Bill passed to name Detroit post office after Aretha Franklin, our queen

Posted By on Thu, Feb 6, 2020 at 12:04 PM

click to enlarge Aretha Franklin. - JSTONE/SHUTTERSTOCK
  • JStone/Shutterstock
  • Aretha Franklin.

We continue to honor our queen because she will always be our queen.

The U.S. House of Representatives passed H.R. 3976, which renamed the post office located at 12711 E. Jefferson Ave. in Detroit the Aretha Franklin Post Office Building. The legislation was signed by all members of the Michigan Congressional Delegation, and the news was announced by Congresswoman Brenda Lawrence.
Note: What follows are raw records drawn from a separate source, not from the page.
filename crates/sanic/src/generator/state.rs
use core::cmp::Ordering;

#[cfg(feature = "tracing")]
use tracing::{debug, trace, warn};

use crate::{Layout, Result, TimeSource, WorkerConfig};

/// The immutable half of a worker: where its IDs go and how they are packed.
#[derive(Clone, Copy, Debug, PartialEq, Eq)]
pub(crate) struct Identity {
    pub(crate) layout: Layout,
    pub(crate) worker_id: i64,
    pub(crate) epoch: i64,
}

impl Identity {
    pub(crate) fn from_config(config: &WorkerConfig) -> Result<Self> {
        let layout = config.validate()?;

        #[cfg(feature = "tracing")]
        {
            if !(0..=layout.max_worker_id()).contains(&config.worker_id) {
                warn!(
                    worker_id = config.worker_id,
                    id_bits = layout.id_bits(),
                    "worker id does not fit its field and will corrupt neighbouring bits"
                );
            }
            debug!(
                worker_id = config.worker_id,
                epoch = config.epoch,
                total_bits = layout.total_bits(),
                tick = ?config.tick,
                "worker configured"
            );
        }

        Ok(Self {
            layout,
            worker_id: config.worker_id,
            epoch: config.epoch,
        })
    }

    fn pack(&self, tick: i64, sequence: i64) -> i64 {
        self.layout
            .compose(tick.wrapping_sub(self.epoch), self.worker_id, sequence)
    }
}

/// The mutable half of a worker: the tick of the last ID and how many IDs were
/// already issued within it.
#[derive(Clone, Copy, Debug, PartialEq, Eq)]
pub(crate) struct State {
    pub(crate) last_tick: i64,
    pub(crate) sequence: i64,
}

impl State {
    /// Anchors the state at the current tick so the first ID reflects real
    /// time.
    pub(crate) fn new<T: TimeSource>(time: &T) -> Self {
        Self {
            last_tick: time.current_tick(),
            sequence: 0,
        }
    }

    /// Produces the next ID, spinning if the clock is behind or the tick's
    /// sequence space is used up.
    ///
    /// The caller must hold exclusive access to `self` for the whole call.
    pub(crate) fn next_id<T: TimeSource>(&mut self, identity: &Identity, time: &T) -> i64 {
        let tick = self.advance(time, identity.layout.max_sequence());
        identity.pack(tick, self.sequence)
    }

    fn advance<T: TimeSource>(&mut self, time: &T, max_sequence: i64) -> i64 {
        let mut now = time.current_tick();

        match now.cmp(&self.last_tick) {
            Ordering::Equal => {
                self.sequence = (self.sequence + 1) & max_sequence;
                if self.sequence == 0 {
                    now = self.cold_sequence_exhausted(time);
                }
            }
            Ordering::Greater => self.sequence = 0,
            Ordering::Less => {
                now = self.cold_clock_behind(time, now);
                self.sequence = 0;
            }
        }

        self.last_tick = now;
        now
    }

    #[cold]
    #[inline(never)]
    fn cold_sequence_exhausted<T: TimeSource>(&mut self, time: &T) -> i64 {
        #[cfg(feature = "tracing")]
        trace!(tick = self.last_tick, "sequence exhausted, waiting for next tick");
        self.wait_for_next_tick(time)
    }

    #[cold]
    #[inline(never)]
    #[cfg_attr(not(feature = "tracing"), allow(unused_variables))]
    fn cold_clock_behind<T: TimeSource>(&mut self, time: &T, now: i64) -> i64 {
        #[cfg(feature = "tracing")]
        warn!(
            last_tick = self.last_tick,
            now,
            behind = self.last_tick - now,
            "clock moved backwards, waiting for it to catch up"
        );
        self.wait_for_next_tick(time)
    }

    /// Busy-polls `time` until it passes `last_tick`, then records and returns
    /// the new tick. Never sleeps or yields.
    fn wait_for_next_tick<T: TimeSource>(&mut self, time: &T) -> i64 {
        let mut now = time.current_tick();
        while now <= self.last_tick {
            core::hint::spin_loop();
            now = time.current_tick();
        }
        self.last_tick = now;
        now
    }
}
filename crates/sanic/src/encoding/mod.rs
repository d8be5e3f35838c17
mod error;
mod sortable;

pub use error::*;
pub use sortable::*;
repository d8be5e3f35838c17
#[cfg(not(feature = "parking-lot"))]
pub use std::sync::{Mutex, MutexGuard, PoisonError};

#[cfg(feature = "parking-lot")]
pub use parking_lot::{Mutex, MutexGuard};
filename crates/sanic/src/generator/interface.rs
use crate::{Layout, Parts, Result, TimeSource, WorkerConfig, encoding::encode_chars};

/// A minimal interface for generating IDs.
pub trait IdGenerator<T>: Sized
where
    T: TimeSource,
{
    /// Creates a new generator reading ticks from `time`.
    ///
    /// # Errors
    ///
    /// Returns [`Error::InvalidConfiguration`] if `config` does not validate.
    ///
    /// [`Error::InvalidConfiguration`]: crate::Error::InvalidConfiguration
    fn with_clock(config: WorkerConfig, time: T) -> Result<Self>;

    /// Generates the next ID, spinning while the clock is behind or the
    /// current tick is exhausted.
    fn next_id(&self) -> i64;

    /// Returns the bit layout this generator packs IDs with.
    fn layout(&self) -> Layout;

    /// Encodes `id` as a fixed-width string sized for this generator's
    /// layout.
    fn id_string(&self, id: i64) -> String {
        encode_chars(id, self.layout().display_len())
    }

    /// Splits an ID produced by this generator into its fields.
    fn decompose(&self, id: i64) -> Parts {
        self.layout().decompose(id)
    }
}
use crate::{EncodingError, Result, layout::BITS_PER_CHAR};

/// 64 URL-safe symbols in ascending ASCII order, so that encoded strings of
/// equal length sort exactly like the integers they encode.
const ALPHABET: &[u8; 64] = b"-0123456789ABCDEFGHIJKLMNOPQRSTUVWXYZ_abcdefghijklmnopqrstuvwxyz";
const NO_VALUE: u8 = 255;
const CHAR_MASK: u64 = 0x3F;

/// Longest encoding of a valid layout: 60 bits, 10 characters.
pub const MAX_ENCODED_LEN: usize = 10;

/// Lookup table for decoding
const LOOKUP: [u8; 256] = {
    let mut lut = [NO_VALUE; 256];
    let mut i = 0;
    while i < ALPHABET.len() {
        lut[ALPHABET[i] as usize] = i as u8;
        i += 1;
    }
    lut
};

/// Encodes `id` as a fixed-width string of `total_bits / 6` characters.
///
/// The first character carries the most significant bits and short values are
/// padded with `-`, the zero symbol. Bits above `total_bits` are dropped.
///
/// # Errors
///
/// Returns [`EncodingError::InvalidBitWidth`] if `total_bits` is zero, not a
/// multiple of 6, or above 60.
///
/// # Example
///
/// ```
/// use sanic::encode;
///
/// assert_eq!(encode(0, 42).unwrap(), "-------");
/// assert_eq!(encode(63, 12).unwrap(), "-z");
/// assert!(encode(1, 59).is_err());
/// ```
pub fn encode(id: i64, total_bits: u32) -> Result<String, EncodingError> {
    if total_bits == 0
        || total_bits % BITS_PER_CHAR != 0
        || total_bits / BITS_PER_CHAR > MAX_ENCODED_LEN as u32
    {
        return Err(EncodingError::InvalidBitWidth { total_bits });
    }
    Ok(encode_chars(id, (total_bits / BITS_PER_CHAR) as usize))
}

/// Encodes the low `6 * buf.len()` bits of `id` into `buf` without
/// allocating.
pub fn encode_to_buf(id: i64, buf: &mut [u8]) {
    // Reinterpret the bits so shifts are logical.
    let raw = id as u64;
    for (i, out) in buf.iter_mut().rev().enumerate() {
        let shift = u32::try_from(i)
            .ok()
            .and_then(|i| i.checked_mul(BITS_PER_CHAR))
            .unwrap_or(u32::MAX);
        let value = raw.checked_shr(shift).unwrap_or(0) & CHAR_MASK;
        *out = ALPHABET[value as usize];
    }
}

/// Decodes a string produced by [`encode`] back into the ID.
///
/// The length of the string is not checked against any particular layout.
///
/// # Errors
///
/// - [`EncodingError::InvalidLength`] if the string is empty or longer than
///   [`MAX_ENCODED_LEN`].
/// - [`EncodingError::InvalidCharacter`] if a byte is outside the alphabet.
pub fn decode(s: &str) -> Result<i64, EncodingError> {
    let bytes = s.as_bytes();
    if bytes.is_empty() || bytes.len() > MAX_ENCODED_LEN {
        return Err(EncodingError::InvalidLength { len: bytes.len() });
    }

    let mut acc = 0_i64;
    for (index, &byte) in bytes.iter().enumerate() {
        let value = LOOKUP[byte as usize];
        if value == NO_VALUE {
            return Err(EncodingError::InvalidCharacter { byte, index });
        }
        acc = (acc << BITS_PER_CHAR) | i64::from(value);
    }
    Ok(acc)
}

pub(crate) fn encode_chars(id: i64, len: usize) -> String {
    let mut buf = [0_u8; MAX_ENCODED_LEN];
    let buf = &mut buf[..len.min(MAX_ENCODED_LEN)];
    encode_to_buf(id, buf);
    buf.iter().copied().map(char::from).collect()
}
“It is my pleasure to honor this mega talent and my good friend Aretha Franklin in this manner,” Lawrence said in a press release. “After the renaming of Chene Park to the Aretha Franklin Amphitheater, I felt additional accolades were necessary on the federal level to extend her legacy. This is the contribution from all of us in the Michigan Delegation to that legacy.”

This is happy news, as Detroiters are pleased to have reminders of Aretha Franklin all around us. She moved to our city from Memphis as a kid, and soon began singing in Detroit’s New Bethel Baptist Church where her father was minister. She then relocated to New York City as a teen to pursue her singing career.

The Queen of Soul went on to have over 20 hits that reached No. 1 on the R&B charts, millions of albums sold, and 18 Grammys won, and she became the first woman ever inducted into the Rock and Roll Hall of Fame, back in 1987. She also received the National Medal of Arts in 1999 and the Presidential Medal of Freedom in 2005. Time magazine included her as one of the 20 most important entertainers of the 20th century, while Rolling Stone ranked her as No. 1 on a list of the top 100 singers.

Not only did Aretha have a good voice — she had a good head on her shoulders, too. She was a champion of the Civil Rights movement, spending her time touring with Harry Belafonte and Sidney Poitier, and raising money so that Dr. Martin Luther King, Jr.’s Southern Christian Leadership Conference could launch the Poor People’s Campaign.

“No matter how famous Aretha became worldwide, she always gave back to the city where she grew up,” Lawrence said. “We just cannot thank her enough for sharing that amazing voice and artistry with us all. Once again thank you, to the beautiful ‘Queen of Soul.”

It only makes sense to continue remembering such a special and unique woman throughout our lives, in whatever way we can.